There is much that could be said of this Psalm. I will comment just on one area that has been laid upon my heart.

True worship of our Lord must come from the deepest places of our heart. It is genuine, not forced, not pretended, and not unduly restrained. Joy in the Lord reveals fervent love and praise. Also at times, tears- joy and repentance.

This Psalm encourages an open expression of love and joy for the Lord Jesus.

My meditation of this took me to Luke 19:36-40. Jesus was being led into town on a young donkey and folks were being openly vocal and praising the Lord. Jesus was asked by the Religious Leaders to rebuke those praising Him. He told the Pharisees that the very rocks would cry out if he told his disciples to be quiet.

Jesus tells us that honest worship should not be silenced, should not be stifled.

Those that read the words of Christ and do not hear the Rocks crying out are deaf indeed. Many in churches today do not see or hear the admonitions that Christ has left us; that troubles me much as you know. Jesus did little in places where unbelief flourished.

Jesus said that in the future, meaning us, that the true worshipers would worship God in Spirit and Truth.
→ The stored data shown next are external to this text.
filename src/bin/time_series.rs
//! Viewer for the x over time from simple.csv.

use sim_plots::PlotSpec;

fn main() -> anyhow::Result<()> {
    env_logger::init();
    sim_plots::run(PlotSpec::time_series())
}
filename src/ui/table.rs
use eframe::egui::Ui;
use egui_extras::{Column, TableBuilder};

use crate::data::Dataset;

const ROW_HEIGHT: f32 = 18.0;

/// Render the loaded columns as a scrolling table, one row per sample.
pub fn data_table(ui: &mut Ui, dataset: &Dataset) {
    let columns = dataset.columns();

    TableBuilder::new(ui)
        .striped(true)
        .resizable(true)
        .column(Column::auto().at_least(40.0))
        .columns(Column::auto().at_least(70.0), columns.len())
        .header(ROW_HEIGHT + 2.0, |mut header| {
            header.col(|ui| {
                ui.strong("#");
            });
            for c in columns {
                header.col(|ui| {
                    ui.strong(&c.name);
                });
            }
        })
        .body(|body| {
            body.rows(ROW_HEIGHT, dataset.row_count(), |mut row| {
                let i = row.index();
                row.col(|ui| {
                    ui.label(i.to_string());
                });
                for c in columns {
                    row.col(|ui| {
                        ui.monospace(format!("{:.6}", c.values[i]));
                    });
                }
            });
        });
}
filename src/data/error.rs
use std::path::PathBuf;

use thiserror::Error;

/// Coarse classification of a [`DataError`].
#[derive(Debug, Clone, Copy, PartialEq, Eq)]
pub enum ErrorKind {
    /// The input could not be opened or is of an unknown type.
    File,
    /// A required column is absent, or there is nothing to plot.
    Schema,
    /// The content could not be parsed, or a value is not numeric.
    Format,
}

/// Everything that can go wrong between a file on disk and a built figure.
#[derive(Debug, Error)]
pub enum DataError {
    #[error("cannot read {}: {source}", path.display())]
    File {
        path: PathBuf,
        #[source]
        source: std::io::Error,
    },

    #[error("unsupported file extension: .{0}")]
    UnsupportedFormat(String),

    #[error("missing column '{0}'")]
    MissingColumn(String),

    #[error("dataset has no rows")]
    NoRows,

    #[error("row {row}, column '{column}': '{value}' is not a number")]
    NotNumeric {
        row: usize,
        column: String,
        value: String,
    },

    #[error("malformed CSV: {0}")]
    Csv(#[from] csv::Error),

    #[error("malformed table: {0}")]
    Layout(String),
}

impl DataError {
    pub fn kind(&self) -> ErrorKind {
        match self {
            DataError::File { .. } | DataError::UnsupportedFormat(_) => ErrorKind::File,
            DataError::MissingColumn(_) | DataError::NoRows => ErrorKind::Schema,
            DataError::NotNumeric { .. } | DataError::Csv(_) | DataError::Layout(_) => {
                ErrorKind::Format
            }
        }
    }
}
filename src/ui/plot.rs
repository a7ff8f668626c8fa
use eframe::egui::{self, Color32, RichText, Stroke, Ui};
use egui_plot::{Legend, Line, Plot, PlotPoint, PlotPoints, PlotUi, Polygon, Text};

use crate::color::HeightColors;
use crate::config::AxisLabels;
use crate::figure::{FigureContent, HeatSurface, Series2d, Series3d, SurfaceQuad};
use crate::state::AppState;
use crate::view::{cube_edges, Bounds3, Projector};

const SURFACE_ALPHA: f32 = 0.7;
const BOX_COLOR: Color32 = Color32::from_gray(110);
/// How far outside the unit cube axis captions sit.
const LABEL_OFFSET: f64 = 1.3;
const TICK_OFFSET: f64 = 1.12;

// ---------------------------------------------------------------------------
// Figure plot (central panel)
// ---------------------------------------------------------------------------

/// Render the figure in the central panel.
pub fn figure_plot(ui: &mut Ui, state: &mut AppState) {
    ui.vertical_centered(|ui: &mut Ui| {
        ui.heading(&state.figure.title);
    });

    let drag = match &state.figure.content {
        FigureContent::Line2d(series) => {
            line_2d(ui, state, series);
            None
        }
        FigureContent::Line3d(_) | FigureContent::HeatSurface(_) => scene_3d(ui, state),
    };

    if let Some(delta) = drag {
        state.view.rotate_by(delta.x, delta.y);
    }
}

fn line_2d(ui: &mut Ui, state: &AppState, series: &Series2d) {
    let labels = &state.figure.labels;

    Plot::new("line_2d")
        .legend(Legend::default())
        .x_axis_label(labels.x.as_str())
        .y_axis_label(labels.y.as_str())
        .allow_boxed_zoom(true)
        .allow_drag(true)
        .allow_scroll(true)
        .allow_zoom(true)
        .show(ui, |plot_ui| {
            if !state.is_visible(series.name.as_deref()) {
                return;
            }
            let points: PlotPoints = series.points.iter().copied().collect();
            let mut line = Line::new(points)
                .color(state.series_colors.color_for(series.name.as_deref()))
                .width(1.5);
            if let Some(name) = &series.name {
                line = line.name(name);
            }
            plot_ui.line(line);
        });
}

// ---------------------------------------------------------------------------
// 3D scene
// ---------------------------------------------------------------------------

/// Draw a 3D figure projected through the current camera. Returns the drag
/// delta when the user is rotating the view.
fn scene_3d(ui: &mut Ui, state: &AppState) -> Option<egui::Vec2> {
    let Some(bounds) = Bounds3::from_points(state.figure.points_3d()) else {
        ui.centered_and_justified(|ui: &mut Ui| {
            ui.label("No finite points to draw.");
        });
        return None;
    };
    let projector = Projector::new(bounds, state.view);

    let response = Plot::new("scene_3d")
        .legend(Legend::default())
        .data_aspect(1.0)
        .show_axes(false)
        .show_grid(false)
        .show_x(false)
        .show_y(false)
        .include_x(-1.6)
        .include_x(1.6)
        .include_y(-1.6)
        .include_y(1.6)
        .allow_boxed_zoom(false)
        .allow_drag(false)
        .allow_scroll(false)
        .allow_zoom(true)
        .show(ui, |plot_ui| {
            draw_axes_box(plot_ui, &projector, &state.figure.labels);

            match &state.figure.content {
                FigureContent::Line3d(series) => draw_series_3d(plot_ui, &projector, state, series),
                FigureContent::HeatSurface(heat) => {
                    if state.show_surface {
                        draw_surface(plot_ui, &projector, heat);
                    }
                    for series in &heat.series {
                        draw_series_3d(plot_ui, &projector, state, series);
                    }
                }
                FigureContent::Line2d(_) => {}
            }
        })
        .response;

    response.dragged().then(|| response.drag_delta())
}

fn draw_series_3d(plot_ui: &mut PlotUi, projector: &Projector, state: &AppState, series: &Series3d) {
    if !state.is_visible(series.name.as_deref()) {
        return;
    }
    let points: PlotPoints = series.points.iter().map(|&p| projector.project(p)).collect();
    let mut line = Line::new(points)
        .color(state.series_colors.color_for(series.name.as_deref()))
        .width(1.5);
    if let Some(name) = &series.name {
        line = line.name(name);
    }
    plot_ui.line(line);
}

/// Colormap spanning the finite values of the grid, translucent so the
/// lines stay visible through the surface.
fn surface_colors(heat: &HeatSurface) -> Option<HeightColors> {
    let (min, max) = heat.grid.value_range()?;
    Some(HeightColors {
        min,
        max,
        alpha: SURFACE_ALPHA,
    })
}

/// Surface patches painted far to near, coloured by mean height.
fn draw_surface(plot_ui: &mut PlotUi, projector: &Projector, heat: &HeatSurface) {
    let Some(colors) = surface_colors(heat) else {
        return;
    };

    let mut quads = heat.quads();
    quads.retain(|q| q.corners.iter().flatten().all(|v| v.is_finite()));
    projector.sort_back_to_front(&mut quads, SurfaceQuad::centroid);

    for quad in &quads {
        let corners: PlotPoints = quad.corners.iter().map(|&c| projector.project(c)).collect();
        plot_ui.polygon(
            Polygon::new(corners)
                .fill_color(colors.color_for(quad.height))
                .stroke(Stroke::NONE),
        );
    }
}

/// Unit cube outline, axis captions, and the data range at the ends of one
/// edge per axis.
fn draw_axes_box(plot_ui: &mut PlotUi, projector: &Projector, labels: &AxisLabels) {
    for (from, to) in cube_edges() {
        let edge: PlotPoints = vec![projector.project_unit(from), projector.project_unit(to)].into();
        plot_ui.line(Line::new(edge).color(BOX_COLOR).width(0.5));
    }

    let bounds = *projector.bounds();
    let captions = [
        (0, labels.x.as_str(), [0.0, -LABEL_OFFSET, -1.0]),
        (1, labels.y.as_str(), [LABEL_OFFSET, 0.0, -1.0]),
        (2, labels.z.as_deref().unwrap_or(""), [-1.0, -LABEL_OFFSET, 0.0]),
    ];

    for (axis, caption, anchor) in captions {
        if caption.is_empty() {
            continue;
        }
        text_at(plot_ui, projector, anchor, RichText::new(caption).strong());

        for (end, value) in [(-1.0, bounds.min[axis]), (1.0, bounds.max[axis])] {
            let mut at = anchor.map(|c| {
                if c.abs() == LABEL_OFFSET {
                    c.signum() * TICK_OFFSET
                } else {
                    c
                }
            });
            at[axis] = end;
            text_at(plot_ui, projector, at, RichText::new(format_tick(value)).small().weak());
        }
    }
}

fn text_at(plot_ui: &mut PlotUi, projector: &Projector, unit: [f64; 3], text: RichText) {
    let [u, v] = projector.project_unit(unit);
    plot_ui.text(Text::new(PlotPoint::new(u, v), text));
}

fn format_tick(v: f64) -> String {
    let a = v.abs();
    if a != 0.0 && !(1e-2..1e4).contains(&a) {
        format!("{v:.2e}")
    } else {
        format!("{v:.3}")
    }
}

#[cfg(test)]
mod tests {
    use super::*;
    use crate::config::PlotSpec;
    use crate::data::loader::read_csv;
    use crate::figure::build_figure;

    #[test]
    fn test_surface_is_translucent_over_value_range() {
        let spec = PlotSpec::heat_surface();
        let csv = "t,a1,a2,a3,a4,a5\n0,1.0,0.9,0.8,0.7,0.6\n1,0.8,0.85,0.82,0.75,0.65";
        let ds = read_csv(csv.as_bytes(), &spec.required_columns()).unwrap();
        let fig = build_figure(&spec, &ds).unwrap();
        let FigureContent::HeatSurface(heat) = &fig.content else {
            panic!("expected heat surface");
        };

        let colors = surface_colors(heat).unwrap();
        assert_eq!((colors.min, colors.max), (0.6, 1.0));
        assert!((colors.alpha - 0.7).abs() < 1e-6);
        // 0.7 * 255 = 178.5
        let a = colors.color_for(0.8).a();
        assert!((178..=179).contains(&a), "alpha byte {a}");
    }

    #[test]
    fn test_format_tick() {
        assert_eq!(format_tick(0.0), "0.000");
        assert_eq!(format_tick(1.5), "1.500");
        assert_eq!(format_tick(-0.25), "-0.250");
        assert_eq!(format_tick(12345.0), "1.23e4");
        assert_eq!(format_tick(0.001), "1.00e-3");
    }
}
//! Data layer: the numeric table, loading, and load errors.
//!
//! Architecture:
//! ```text
//!      .csv
//!        │
//!        ▼
//!   ┌──────────┐
//!   │  loader  │  parse file, keep requested columns → Dataset
//!   └──────────┘
//!        │
//!        ▼
//!   ┌──────────┐
//!   │ Dataset  │  named f64 columns, one row per time sample
//!   └──────────┘
//! ```

pub mod error;
pub mod loader;
pub mod model;

pub use error::{DataError, ErrorKind};
pub use model::Dataset;
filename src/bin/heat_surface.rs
//! Viewer for the heat-equation lines and surface from outp_.csv.

use sim_plots::PlotSpec;

fn main() -> anyhow::Result<()> {
    env_logger::init();
    sim_plots::run(PlotSpec::heat_surface())
}
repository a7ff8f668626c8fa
pub mod panels;
pub mod plot;
pub mod table;
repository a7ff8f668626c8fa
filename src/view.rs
//! Orthographic camera for the 3D plots.
//!
//! Data is first squeezed into the cube `[-1, 1]³` (each axis on its own,
//! so a long time axis does not flatten the amplitudes), then rotated by
//! azimuth and elevation and dropped onto the screen plane.

const DEFAULT_AZIMUTH: f64 = -60.0;
const DEFAULT_ELEVATION: f64 = 30.0;

/// Degrees of rotation per dragged point.
const DRAG_SENSITIVITY: f64 = 0.5;

// ---------------------------------------------------------------------------
// View angles
// ---------------------------------------------------------------------------

/// Camera orientation in degrees.
#[derive(Debug, Clone, Copy, PartialEq)]
pub struct ViewAngles {
    /// Rotation about the vertical axis, `-180..=180`.
    pub azimuth: f64,
    /// Height of the eye above the x/y plane, `-90..=90`.
    pub elevation: f64,
}

impl Default for ViewAngles {
    fn default() -> Self {
        ViewAngles {
            azimuth: DEFAULT_AZIMUTH,
            elevation: DEFAULT_ELEVATION,
        }
    }
}

impl ViewAngles {
    /// Apply a mouse drag given in screen points.
    pub fn rotate_by(&mut self, dx: f32, dy: f32) {
        let az = self.azimuth - dx as f64 * DRAG_SENSITIVITY;
        self.azimuth = (az + 180.0).rem_euclid(360.0) - 180.0;
        self.elevation = (self.elevation + dy as f64 * DRAG_SENSITIVITY).clamp(-90.0, 90.0);
    }
}

// ---------------------------------------------------------------------------
// Bounds
// ---------------------------------------------------------------------------

/// Axis-aligned bounding box of the finite points of a figure.
#[derive(Debug, Clone, Copy, PartialEq)]
pub struct Bounds3 {
    pub min: [f64; 3],
    pub max: [f64; 3],
}

impl Bounds3 {
    pub fn from_points<I: IntoIterator<Item = [f64; 3]>>(points: I) -> Option<Self> {
        let mut bounds: Option<Bounds3> = None;
        for p in points {
            if !p.iter().all(|v| v.is_finite()) {
                continue;
            }
            let b = bounds.get_or_insert(Bounds3 { min: p, max: p });
            for k in 0..3 {
                b.min[k] = b.min[k].min(p[k]);
                b.max[k] = b.max[k].max(p[k]);
            }
        }
        bounds
    }

    /// Map a data point into `[-1, 1]³`. Flat axes collapse to 0.
    pub fn normalize(&self, p: [f64; 3]) -> [f64; 3] {
        let mut out = [0.0; 3];
        for k in 0..3 {
            let span = self.max[k] - self.min[k];
            if span > 0.0 {
                out[k] = 2.0 * (p[k] - self.min[k]) / span - 1.0;
            }
        }
        out
    }
}

// ---------------------------------------------------------------------------
// Projector
// ---------------------------------------------------------------------------

fn dot(a: [f64; 3], b: [f64; 3]) -> f64 {
    a[0] * b[0] + a[1] * b[1] + a[2] * b[2]
}

/// Projects data points for one frame.
#[derive(Debug, Clone, Copy)]
pub struct Projector {
    bounds: Bounds3,
    /// Unit vector towards the eye.
    eye: [f64; 3],
    right: [f64; 3],
    up: [f64; 3],
}

impl Projector {
    pub fn new(bounds: Bounds3, view: ViewAngles) -> Self {
        let (az, el) = (view.azimuth.to_radians(), view.elevation.to_radians());
        let (sa, ca, se, ce) = (az.sin(), az.cos(), el.sin(), el.cos());
        Projector {
            bounds,
            eye: [ce * ca, ce * sa, se],
            right: [-sa, ca, 0.0],
            up: [-se * ca, -se * sa, ce],
        }
    }

    /// Screen position of a point already in `[-1, 1]³`.
    pub fn project_unit(&self, q: [f64; 3]) -> [f64; 2] {
        [dot(q, self.right), dot(q, self.up)]
    }

    /// Screen position of a data point.
    pub fn project(&self, p: [f64; 3]) -> [f64; 2] {
        self.project_unit(self.bounds.normalize(p))
    }

    /// Distance towards the eye; larger is nearer.
    pub fn depth(&self, p: [f64; 3]) -> f64 {
        dot(self.bounds.normalize(p), self.eye)
    }

    /// Order items far to near so that nearer ones are painted over.
    pub fn sort_back_to_front<T>(&self, items: &mut [T], anchor: impl Fn(&T) -> [f64; 3]) {
        items.sort_by(|a, b| self.depth(anchor(a)).total_cmp(&self.depth(anchor(b))));
    }

    pub fn bounds(&self) -> &Bounds3 {
        &self.bounds
    }
}

/// The twelve edges of the unit cube as pairs of corners.
pub fn cube_edges() -> Vec<([f64; 3], [f64; 3])> {
    let mut edges = Vec::with_capacity(12);
    for axis in 0..3 {
        let (a, b) = ((axis + 1) % 3, (axis + 2) % 3);
        for &sa in &[-1.0, 1.0] {
            for &sb in &[-1.0, 1.0] {
                let mut from = [0.0; 3];
                from[axis] = -1.0;
                from[a] = sa;
                from[b] = sb;
                let mut to = from;
                to[axis] = 1.0;
                edges.push((from, to));
            }
        }
    }
    edges
}

#[cfg(test)]
mod tests {
    use super::*;

    fn unit_bounds() -> Bounds3 {
        Bounds3 {
            min: [-1.0; 3],
            max: [1.0; 3],
        }
    }

    fn close(a: [f64; 2], b: [f64; 2]) -> bool {
        (a[0] - b[0]).abs() < 1e-12 && (a[1] - b[1]).abs() < 1e-12
    }

    #[test]
    fn test_front_view_projection() {
        let view = ViewAngles {
            azimuth: 0.0,
            elevation: 0.0,
        };
        let p = Projector::new(unit_bounds(), view);
        assert!(close(p.project([0.0, 1.0, 0.0]), [1.0, 0.0]));
        assert!(close(p.project([0.0, 0.0, 1.0]), [0.0, 1.0]));
        assert!(close(p.project([1.0, 0.0, 0.0]), [0.0, 0.0]));
        assert!(p.depth([1.0, 0.0, 0.0]) > p.depth([-1.0, 0.0, 0.0]));
    }

    #[test]
    fn test_top_view_projection() {
        let view = ViewAngles {
            azimuth: 0.0,
            elevation: 90.0,
        };
        let p = Projector::new(unit_bounds(), view);
        assert!(close(p.project([0.0, 1.0, 0.0]), [1.0, 0.0]));
        assert!(close(p.project([-1.0, 0.0, 0.0]), [0.0, 1.0]));
        assert!(p.depth([0.0, 0.0, 1.0]) > p.depth([0.0, 0.0, -1.0]));
    }

    #[test]
    fn test_normalize_per_axis() {
        let b = Bounds3::from_points([[0.0, 10.0, 5.0], [100.0, 20.0, 5.0]]).unwrap();
        assert_eq!(b.normalize([50.0, 10.0, 5.0]), [0.0, -1.0, 0.0]);
        assert_eq!(b.normalize([100.0, 20.0, 7.0]), [1.0, 1.0, 0.0]);
    }

    #[test]
    fn test_bounds_skip_non_finite() {
        let b = Bounds3::from_points([[f64::NAN, 0.0, 0.0], [1.0, 2.0, 3.0], [-1.0, 0.0, 4.0]])
            .unwrap();
        assert_eq!(b.min, [-1.0, 0.0, 3.0]);
        assert_eq!(b.max, [1.0, 2.0, 4.0]);
        assert!(Bounds3::from_points(Vec::<[f64; 3]>::new()).is_none());
    }

    #[test]
    fn test_sort_back_to_front() {
        let p = Projector::new(unit_bounds(), ViewAngles::default());
        let mut pts = vec![[1.0, 1.0, 1.0], [-1.0, -1.0, -1.0], [0.0, 0.0, 0.0], [1.0, -1.0, 0.5]];
        p.sort_back_to_front(&mut pts, |q| *q);
        let depths: Vec<f64> = pts.iter().map(|q| p.depth(*q)).collect();
        assert!(depths.windows(2).all(|w| w[0] <= w[1]));
    }

    #[test]
    fn test_rotate_wraps_and_clamps() {
        let mut v = ViewAngles {
            azimuth: 170.0,
            elevation: 80.0,
        };
        v.rotate_by(-40.0, 40.0);
        assert!((v.azimuth - (-170.0)).abs() < 1e-9);
        assert_eq!(v.elevation, 90.0);
    }

    #[test]
    fn test_cube_edges() {
        let edges = cube_edges();
        assert_eq!(edges.len(), 12);
        for (a, b) in edges {
            let differing = (0..3).filter(|&k| a[k] != b[k]).count();
            assert_eq!(differing, 1);
        }
    }
}
use eframe::egui::{self, Color32, RichText, Ui};

use crate::figure::FigureContent;
use crate::state::AppState;

// ---------------------------------------------------------------------------
// Left side panel – series and camera widgets
// ---------------------------------------------------------------------------

/// Render the left panel.
pub fn side_panel(ui: &mut Ui, state: &mut AppState) {
    ui.heading("Series");
    ui.separator();

    let names: Vec<String> = state
        .figure
        .series_names()
        .into_iter()
        .map(str::to_string)
        .collect();

    if names.is_empty() {
        ui.label("Single unnamed line.");
    }

    for name in &names {
        let color = state.series_colors.color_for(Some(name.as_str()));
        let mut checked = state.is_visible(Some(name.as_str()));
        if ui
            .checkbox(&mut checked, RichText::new(name).color(color))
            .changed()
        {
            state.toggle_series(name);
        }
    }

    if matches!(state.figure.content, FigureContent::HeatSurface(_)) {
        ui.checkbox(&mut state.show_surface, "Surface");
    }

    if state.spec.is_3d() {
        ui.add_space(8.0);
        ui.heading("View");
        ui.separator();

        ui.add(egui::Slider::new(&mut state.view.azimuth, -180.0..=180.0).text("Azimuth"));
        ui.add(egui::Slider::new(&mut state.view.elevation, -90.0..=90.0).text("Elevation"));
        if ui.button("Reset view").clicked() {
            state.reset_view();
        }
        ui.label(RichText::new("Drag the plot to rotate.").weak());
    }

    ui.add_space(8.0);
    ui.separator();
    ui.checkbox(&mut state.show_table, "Data table");
}

// ---------------------------------------------------------------------------
// Top bar
// ---------------------------------------------------------------------------

/// Render the top menu / toolbar.
pub fn top_bar(ui: &mut Ui, state: &mut AppState) {
    egui::menu::bar(ui, |ui: &mut Ui| {
        ui.menu_button("File", |ui: &mut Ui| {
            if ui.button("Open…").clicked() {
                open_file_dialog(state);
                ui.close_menu();
            }
            if ui.button("Reload").clicked() {
                state.reload();
                ui.close_menu();
            }
        });

        ui.separator();

        ui.label(format!(
            "{}: {} rows",
            state.spec.source_path.display(),
            state.dataset.row_count()
        ));

        if let Some(msg) = &state.status_message {
            ui.separator();
            ui.label(RichText::new(msg).color(Color32::RED));
        }
    });
}

// ---------------------------------------------------------------------------
// File dialog
// ---------------------------------------------------------------------------

pub fn open_file_dialog(state: &mut AppState) {
    let file = rfd::FileDialog::new()
        .set_title("Open simulation output")
        .add_filter("CSV", &["csv"])
        .pick_file();

    if let Some(path) = file {
        state.reload_from(path);
    }
}
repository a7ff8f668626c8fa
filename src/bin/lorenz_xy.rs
//! Viewer for the Lorenz phase portrait (x against y) from lorenz.csv.

use sim_plots::PlotSpec;

fn main() -> anyhow::Result<()> {
    env_logger::init();
    sim_plots::run(PlotSpec::lorenz_xy())
}
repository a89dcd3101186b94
use std::sync::Arc;
use axum::{routing::post, Router, Json};
use tower_http::cors::{CorsLayer, Any};
use serde::{Deserialize, Serialize};
use axum::http::{Method, StatusCode};
use tracing::{info, warn};
use crate::currency::Currency;
use crate::interface::extract_parallel;
use crate::money::{Extractor, MoneyMatch};
use crate::token::Tagger;

#[derive(Deserialize)]
pub struct ExtractRequest {
    pub text: String,
}

#[derive(Deserialize)]
pub struct BatchRequest {
    pub texts: Vec<String>,
}

#[derive(Serialize, Debug, PartialEq)]
pub struct MatchBody {
    pub start: usize,
    pub end: usize,
    pub text: String,
    pub integer: u64,
    #[serde(skip_serializing_if = "Option::is_none")]
    pub fraction: Option<u32>,
    #[serde(skip_serializing_if = "Option::is_none")]
    pub multiplier: Option<u64>,
    #[serde(skip_serializing_if = "Option::is_none")]
    pub coins: Option<u32>,
    pub currency: Currency,
    pub amount: String,
}

impl MatchBody {
    pub fn new(source: &str, m: &MoneyMatch) -> Self {
        Self {
            start: m.bytes.start,
            end: m.bytes.end,
            text: source.get(m.bytes.clone()).unwrap_or_default().to_string(),
            integer: m.money.integer(),
            fraction: m.money.fraction(),
            multiplier: m.money.multiplier(),
            coins: m.money.coins(),
            currency: m.money.currency(),
            amount: m.money.amount().to_string(),
        }
    }
}

#[derive(Serialize)]
pub struct ExtractResponse {
    pub status: String,
    pub elapsed_ms: f64,
    #[serde(skip_serializing_if = "Option::is_none")]
    pub matches: Option<Vec<MatchBody>>,
    #[serde(skip_serializing_if = "Option::is_none")]
    pub batch: Option<Vec<Vec<MatchBody>>>,
    #[serde(skip_serializing_if = "Option::is_none")]
    pub error: Option<String>,
}

impl ExtractResponse {
    fn error(elapsed_ms: f64, msg: String) -> Self {
        Self { status: "error".into(), elapsed_ms, matches: None, batch: None, error: Some(msg) }
    }
}

type Reply = (StatusCode, Json<ExtractResponse>);

pub fn router<T: Tagger + 'static>(extractor: Arc<Extractor<T>>, workers: usize) -> Router {
    let cors = CorsLayer::new()
        .allow_origin(Any)
        .allow_methods([Method::POST])
        .allow_headers(Any);
    let single = Arc::clone(&extractor);
    Router::new()
        .route("/v1/extract", post(move |Json(req): Json<ExtractRequest>| {
        let extractor = Arc::clone(&single);
        async move {
            // Matching is synchronous, keep it off the async workers.
            let started = std::time::Instant::now();
            let text = req.text;
            let result = tokio::task::spawn_blocking(move || {
                let found = extractor.extract(&text);
                found.map(|matches| matches.iter().map(|m| MatchBody::new(&text, m)).collect::<Vec<_>>())
            }).await;
            let elapsed_ms = started.elapsed().as_secs_f64() * 1000.0;
            let reply: Reply = match result {
                Ok(Ok(matches)) => {
                    info!(ms=elapsed_ms, matches=matches.len(), "extract complete");
                    (StatusCode::OK, Json(ExtractResponse { status: "ok".into(), elapsed_ms, matches: Some(matches), batch: None, error: None }))
                }
                // unreachable with the built-in tokenizer, which accepts any text
                Ok(Err(e)) => {
                    let msg = format!("{e}");
                    warn!(%msg, "extract error");
                    (StatusCode::BAD_REQUEST, Json(ExtractResponse::error(elapsed_ms, msg)))
                }
                Err(e) => {
                    warn!(error=%e, "Join error");
                    (StatusCode::INTERNAL_SERVER_ERROR, Json(ExtractResponse::error(elapsed_ms, "Join error".into())))
                }
            };
            reply
        }
    }))
        .route("/v1/extract/batch", post(move |Json(req): Json<BatchRequest>| {
        let extractor = Arc::clone(&extractor);
        async move {
            let started = std::time::Instant::now();
            let texts = req.texts;
            let result = tokio::task::spawn_blocking(move || {
                let found = extract_parallel(&*extractor, texts.as_slice(), workers);
                texts.iter().zip(found).map(|(text, matches)| {
                    matches.map(|matches| matches.iter().map(|m| MatchBody::new(text, m)).collect::<Vec<_>>())
                }).collect::<crate::error::Result<Vec<_>>>()
            }).await;
            let elapsed_ms = started.elapsed().as_secs_f64() * 1000.0;
            let reply: Reply = match result {
                Ok(Ok(batch)) => {
                    info!(ms=elapsed_ms, texts=batch.len(), "batch complete");
                    (StatusCode::OK, Json(ExtractResponse { status: "ok".into(), elapsed_ms, matches: None, batch: Some(batch), error: None }))
                }
                Ok(Err(e)) => {
                    let msg = format!("{e}");
                    warn!(%msg, "batch error");
                    (StatusCode::BAD_REQUEST, Json(ExtractResponse::error(elapsed_ms, msg)))
                }
                Err(e) => {
                    warn!(error=%e, "Join error");
                    (StatusCode::INTERNAL_SERVER_ERROR, Json(ExtractResponse::error(elapsed_ms, "Join error".into())))
                }
            };
            reply
        }
    }))
    .layer(cors)
}
use thiserror::Error;

use crate::pattern::Field;

#[derive(Error, Debug)]
pub enum KopeckError {
    #[error("Config error: {0}")]
    Config(String),
    #[error("Tokenize error: {0}")]
    Tokenize(String),
    #[error("Dictionary error on line {line}: {message}")]
    Dictionary { line: usize, message: String },
    #[error("Parse error in {field} field: {text:?}")]
    Parse { field: Field, text: String },
    #[error("Internal invariant violated: {0}")]
    Invariant(String),
    #[error("I/O error: {0}")]
    Io(String),
    #[error("Server error: {0}")]
    Server(String),
}

pub type Result<T> = std::result::Result<T, KopeckError>;

// Helper conversions
impl From<config::ConfigError> for KopeckError {
    fn from(e: config::ConfigError) -> Self { Self::Config(e.to_string()) }
}
impl From<std::io::Error> for KopeckError {
    fn from(e: std::io::Error) -> Self { Self::Io(e.to_string()) }
}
Without the Holy Spirit, we cannot hear the very Rocks cry out, can we? The Holy Spirit is not a visitor. The indwelling Holy Spirit gives us the Joy, the Discernment, the Longing for our Lord.

Jesus is the Cornerstone, the one that the Builders rejected.

A cold hard heart goes along with spiritual deafness and blindness. I have been in bible studies where the Nth degree of the law is discussed, but the spiritual meat is totally left out. Discernment comes from the Holy Spirit. I believe that lack of discernment is invasive in the body of Christ. Seeing without perceiving, hearing without understanding, practicing religion without praising, and you know the rest....

The very rocks are crying out…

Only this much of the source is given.